While the environment interface is simple to understand, its implementation can vary significantly depending on the complexity of the task. In the context of reinforcement learning (RL), the environment implementation can be broken down into several components, such as the reward function, observation function, termination function, and reset function. Each of these components can be implemented in different ways depending on the complexity of the task and the desired level of modularity.

We provide two different workflows for designing environments with the framework:

  • Manager-based: The environment is decomposed into individual components (or managers) that handle different aspects of the environment (such as computing observations, applying actions, and applying randomization).

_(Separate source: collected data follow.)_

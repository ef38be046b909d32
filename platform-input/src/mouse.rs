use crate::event::{Modifiers, MouseButton};
use bitflags::bitflags;
use std::time::{Duration, Instant};
use tracing::trace;

bitflags! {
    /// VNC pointer button mask (bits).
    #[derive(Debug, Clone, Copy, PartialEq, Eq, Hash)]
    pub struct ButtonMask: u8 {
        const LEFT  = 1 << 0; // Button 1
        const MIDDLE= 1 << 1; // Button 2
        const RIGHT = 1 << 2; // Button 3
        const WHEEL_UP   = 1 << 3; // Button 4 (scroll up)
        const WHEEL_DOWN = 1 << 4; // Button 5 (scroll down)
        const WHEEL_LEFT = 1 << 5; // Button 6 (horizontal scroll left)
        const WHEEL_RIGHT = 1 << 6; // Button 7 (horizontal scroll right)
    }
}

/// Configuration for pointer event throttling.
#[derive(Debug, Clone)]
pub struct ThrottleConfig {
    /// Enable pointer movement throttling
    pub enabled: bool,
    /// Minimum time between pointer movement events (milliseconds)
    pub min_interval_ms: u64,
    /// Maximum distance to travel before forcing an event (pixels)
    pub max_distance: f64,
    /// Enable middle-button emulation (Left + Right click)
    pub middle_button_emulation: bool,
    /// Time window for middle-button emulation (milliseconds)
    pub emulation_timeout_ms: u64,
}

impl Default for ThrottleConfig {
    fn default() -> Self {
        Self {
            enabled: true,
            min_interval_ms: 16, // ~60fps
            max_distance: 5.0,
            middle_button_emulation: false,
            emulation_timeout_ms: 500,
        }
    }
}

/// Tracks mouse state for building pointer commands.
#[derive(Debug, Clone)]
pub struct MouseState {
    x: i32,
    y: i32,
    pub buttons: ButtonMask,
    pub modifiers: Modifiers,

    // Throttling state
    config: ThrottleConfig,
    last_position_sent: Option<(i32, i32)>,
    last_move_time: Instant,

    // Middle button emulation state
    left_pressed_time: Option<Instant>,
    right_pressed_time: Option<Instant>,
    emulation_active: bool,
}

impl Default for MouseState {
    fn default() -> Self {
        Self::new()
    }
}

impl MouseState {
    /// Create a new mouse state with default throttling configuration.
    pub fn new() -> Self {
        Self {
            x: 0,
            y: 0,
            buttons: ButtonMask::empty(),
            modifiers: Modifiers::default(),
            config: ThrottleConfig::default(),
            last_position_sent: None,
            last_move_time: Instant::now(),
            left_pressed_time: None,
            right_pressed_time: None,
            emulation_active: false,
        }
    }

    /// Create with custom throttling configuration.
    pub fn with_config(config: ThrottleConfig) -> Self {
        let mut state = Self::new();
        state.config = config;
        state
    }

    /// Set throttling configuration.
    pub fn set_config(&mut self, config: ThrottleConfig) {
        self.config = config;
    }

    /// Update position and return whether a pointer event should be sent.
    pub fn set_pos(&mut self, x: i32, y: i32) -> bool {
        self.x = x;
        self.y = y;
        self.should_send_movement(x, y)
    }

    /// Get current position.
    pub fn pos(&self) -> (i32, i32) {
        (self.x, self.y)
    }

    /// Set keyboard modifiers.
    pub fn set_modifiers(&mut self, m: Modifiers) {
        self.modifiers = m;
    }

    /// Check if a movement event should be sent based on throttling rules.
    fn should_send_movement(&mut self, x: i32, y: i32) -> bool {
        if !self.config.enabled {
            return true;
        }

        let now = Instant::now();
        let elapsed = now.duration_since(self.last_move_time);

        let time_threshold = Duration::from_millis(self.config.min_interval_ms);
        let time_expired = elapsed >= time_threshold;

        let distance_exceeded = if let Some((last_x, last_y)) = self.last_position_sent {
            let dx = (x - last_x) as f64;
            let dy = (y - last_y) as f64;
            let distance = (dx * dx + dy * dy).sqrt();
            distance > self.config.max_distance
        } else {
            true // First movement
        };

        if time_expired || distance_exceeded {
            self.last_position_sent = Some((x, y));
            self.last_move_time = now;
            true
        } else {
            false
        }
    }

    /// Handle button press/release with middle-button emulation.
    /// Returns the resulting button mask bits, or `None` for an unhandled button.
    pub fn handle_button(&mut self, button: MouseButton, pressed: bool) -> Option<u8> {
        let now = Instant::now();
        let timeout = Duration::from_millis(self.config.emulation_timeout_ms);

        if self.config.middle_button_emulation {
            match (button, pressed) {
                (MouseButton::Left, true) => {
                    self.left_pressed_time = Some(now);
                    if let Some(right_time) = self.right_pressed_time {
                        if now.duration_since(right_time) < timeout {
                            // Activate middle button emulation
                            self.emulation_active = true;
                            self.buttons.insert(ButtonMask::MIDDLE);
                            self.buttons.remove(ButtonMask::LEFT | ButtonMask::RIGHT);
                            trace!("Middle button emulation activated");
                            return Some(self.buttons.bits());
                        }
                    }
                    if !self.emulation_active {
                        self.buttons.insert(ButtonMask::LEFT);
                    }
                }
                (MouseButton::Right, true) => {
                    self.right_pressed_time = Some(now);
                    if let Some(left_time) = self.left_pressed_time {
                        if now.duration_since(left_time) < timeout {
                            // Activate middle button emulation
                            self.emulation_active = true;
                            self.buttons.insert(ButtonMask::MIDDLE);
                            self.buttons.remove(ButtonMask::LEFT | ButtonMask::RIGHT);
                            trace!("Middle button emulation activated");
                            return Some(self.buttons.bits());
                        }
                    }
                    if !self.emulation_active {
                        self.buttons.insert(ButtonMask::RIGHT);
                    }
                }
                (MouseButton::Left, false) => {
                    self.left_pressed_time = None;
                    if self.emulation_active {
                        self.emulation_active = false;
                        self.buttons.remove(ButtonMask::MIDDLE);
                    } else {
                        self.buttons.remove(ButtonMask::LEFT);
                    }
                }
                (MouseButton::Right, false) => {
                    self.right_pressed_time = None;
                    if self.emulation_active {
                        self.emulation_active = false;
                        self.buttons.remove(ButtonMask::MIDDLE);
                    } else {
                        self.buttons.remove(ButtonMask::RIGHT);
                    }
                }
                (MouseButton::Middle, true) => self.buttons.insert(ButtonMask::MIDDLE),
                (MouseButton::Middle, false) => self.buttons.remove(ButtonMask::MIDDLE),
            }
        } else {
            // Standard button handling without emulation
            match (button, pressed) {
                (MouseButton::Left, true) => self.buttons.insert(ButtonMask::LEFT),
                (MouseButton::Left, false) => self.buttons.remove(ButtonMask::LEFT),
                (MouseButton::Right, true) => self.buttons.insert(ButtonMask::RIGHT),
                (MouseButton::Right, false) => self.buttons.remove(ButtonMask::RIGHT),
                (MouseButton::Middle, true) => self.buttons.insert(ButtonMask::MIDDLE),
                (MouseButton::Middle, false) => self.buttons.remove(ButtonMask::MIDDLE),
            }
        }

        Some(self.buttons.bits())
    }

    /// Force sending the next movement (bypass throttling).
    pub fn force_next_movement(&mut self) {
        self.last_position_sent = None;
        self.last_move_time = Instant::now() - Duration::from_secs(1);
    }

    /// Get button mask for wheel events.
    pub fn wheel_button_mask(&self, delta_x: f32, delta_y: f32) -> Vec<u8> {
        let mut events = Vec::new();
        let base_buttons = self.buttons.bits();

        // Vertical scroll
        if delta_y > 0.0 {
            events.push(base_buttons | ButtonMask::WHEEL_UP.bits());
            events.push(base_buttons); // Release
        } else if delta_y < 0.0 {
            events.push(base_buttons | ButtonMask::WHEEL_DOWN.bits());
            events.push(base_buttons); // Release
        }

        // Horizontal scroll (if supported)
        if delta_x > 0.0 {
            events.push(base_buttons | ButtonMask::WHEEL_RIGHT.bits());
            events.push(base_buttons); // Release
        } else if delta_x < 0.0 {
            events.push(base_buttons | ButtonMask::WHEEL_LEFT.bits());
            events.push(base_buttons); // Release
        }

        events
    }
}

The user defines configuration classes for each component and the environment is responsible for coordinating the managers and calling their functions.

  • Direct: The user defines a single class that implements the entire environment directly without the need for separate managers. This class is responsible for computing observations, applying actions, and computing rewards.

Both workflows have their own advantages and disadvantages. The manager-based workflow is more modular and allows different components of the environment to be swapped out easily. This is useful when prototyping the environment and experimenting with different configurations. On the other hand, the direct workflow is more efficient and allows for more fine-grained control over the environment logic. This is useful when optimizing the environment for performance or when implementing complex logic that is difficult to decompose into separate components.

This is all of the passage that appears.